What to work on
For the entries below, repeat exactly each line starting with the one that contains "#[derive(Debug, Clone, PartialEq, Serialize, Deserialize)]" and going on through the one that contains "BandLevel, fraction: f64", and no others.
+++ Excerpted records +++
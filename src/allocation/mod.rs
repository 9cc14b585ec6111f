pub mod sequential;
pub mod tolerance;

use serde::{Deserialize, Serialize};
use std::collections::HashMap;
use std::fmt;

use crate::catalog::{Additive, AdditiveRole, BaseSolution, RoleAssignment};
use crate::config::{AllocationPolicy, BaseVolumeMode, CalculationConfig};
use crate::error::TpnResult;
use crate::requirements::Requirements;
use crate::trace::CalculationTrace;

pub use tolerance::{BandLevel, BandStatus, NutrientAssessment};

/// Volumes below this are treated as zero and left out of the mix.
pub const VOLUME_EPSILON: f64 = 1e-9;

#[derive(Debug, Clone, Copy, PartialEq, Eq, Serialize, Deserialize)]
#[serde(rename_all = "snake_case")]
pub enum ComponentRole {
    Base,
    Additive(AdditiveRole),
    Diluent,
}

impl fmt::Display for ComponentRole {
    fn fmt(&self, f: &mut fmt::Formatter<'_>) -> fmt::Result {
        match self {
            ComponentRole::Base => f.write_str("base solution"),
            ComponentRole::Additive(role) => write!(f, "{}", role),
            ComponentRole::Diluent => f.write_str("diluent"),
        }
    }
}

/// One liquid in the final admixture.
#[derive(Debug, Clone, PartialEq, Serialize, Deserialize)]
pub struct MixComponent {
    pub name: String,
    pub role: ComponentRole,
    pub volume_ml: f64, // mL/day
}

/// How the volumes were obtained.
#[derive(Debug, Clone, Copy, PartialEq, Serialize, Deserialize)]
#[serde(rename_all = "snake_case", tag = "kind")]
pub enum AllocationMethod {
    Sequential { base_volume: BaseVolumeMode, rounds: usize },
    ToleranceBand { level: BandLevel, fraction: f64 },
    /// The band solve was infeasible and the sequential method was used instead.
    SequentialFallback { rounds: usize },
}

/// Output of the allocation engine before aggregation.
#[derive(Debug, Clone, PartialEq)]
pub struct Allocation {
    pub components: Vec<MixComponent>,
    pub method: AllocationMethod,
}

impl Allocation {
    pub fn total_volume(&self) -> f64 {
        self.components.iter().map(|c| c.volume_ml).sum()
    }
}

/// Read-only inputs shared by both policies.
pub struct AllocationContext<'a> {
    pub requirements: &'a Requirements,
    pub base: &'a BaseSolution,
    pub additives: &'a HashMap<String, Additive>,
    pub roles: &'a RoleAssignment,
    pub budget: f64,
}

/// Additive volumes keyed by catalog name. Contributions for the same
/// additive are summed, never overwritten.
#[derive(Debug, Clone, Default, PartialEq)]
pub struct AdditiveVolumes {
    entries: Vec<MixComponent>,
}

impl AdditiveVolumes {
    pub fn add(&mut self, name: &str, role: AdditiveRole, volume_ml: f64) {
        match self.entries.iter_mut().find(|e| e.name == name) {
            Some(entry) => entry.volume_ml += volume_ml,
            None => self.entries.push(MixComponent {
                name: name.to_string(),
                role: ComponentRole::Additive(role),
                volume_ml,
            }),
        }
    }

    pub fn get(&self, name: &str) -> f64 {
        self.entries
            .iter()
            .find(|e| e.name == name)
            .map(|e| e.volume_ml)
            .unwrap_or(0.0)
    }

    pub fn total(&self) -> f64 {
        self.entries.iter().map(|e| e.volume_ml).sum()
    }

    pub fn iter(&self) -> impl Iterator<Item = &MixComponent> {
        self.entries.iter()
    }
}

/// Lays out base, additives and diluent in recipe order, dropping empty entries.
pub fn assemble_mix(
    base_name: &str,
    base_volume: f64,
    additives: AdditiveVolumes,
    diluent_name: &str,
    diluent_volume: f64,
) -> Vec<MixComponent> {
    let mut components = Vec::with_capacity(additives.entries.len() + 2);

    if base_volume > VOLUME_EPSILON {
        components.push(MixComponent {
            name: base_name.to_string(),
            role: ComponentRole::Base,
            volume_ml: base_volume,
        });
    }

    components.extend(additives.entries.into_iter().filter(|e| e.volume_ml > VOLUME_EPSILON));

    if diluent_volume > VOLUME_EPSILON {
        components.push(MixComponent {
            name: diluent_name.to_string(),
            role: ComponentRole::Diluent,
            volume_ml: diluent_volume,
        });
    }

    components
}

/// Runs the configured allocation policy.
pub fn allocate(
    ctx: &AllocationContext<'_>,
    config: &CalculationConfig,
    trace: &mut CalculationTrace,
) -> TpnResult<Allocation> {
    match config.policy {
        AllocationPolicy::Sequential => sequential::allocate_sequential(ctx, config.base_volume, trace),
        AllocationPolicy::ToleranceBand => tolerance::allocate_tolerance_band(ctx, config, trace),
    }
}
+++
Solved problem
#[derive(Debug, Clone, PartialEq, Serialize, Deserialize)]
pub struct MixComponent {
    pub name: String,
    pub role: ComponentRole,
    pub volume_ml: f64, // mL/day
}

/// How the volumes were obtained.
#[derive(Debug, Clone, Copy, PartialEq, Serialize, Deserialize)]
#[serde(rename_all = "snake_case", tag = "kind")]
pub enum AllocationMethod {
    Sequential { base_volume: BaseVolumeMode, rounds: usize },
    ToleranceBand { level: BandLevel, fraction: f64 },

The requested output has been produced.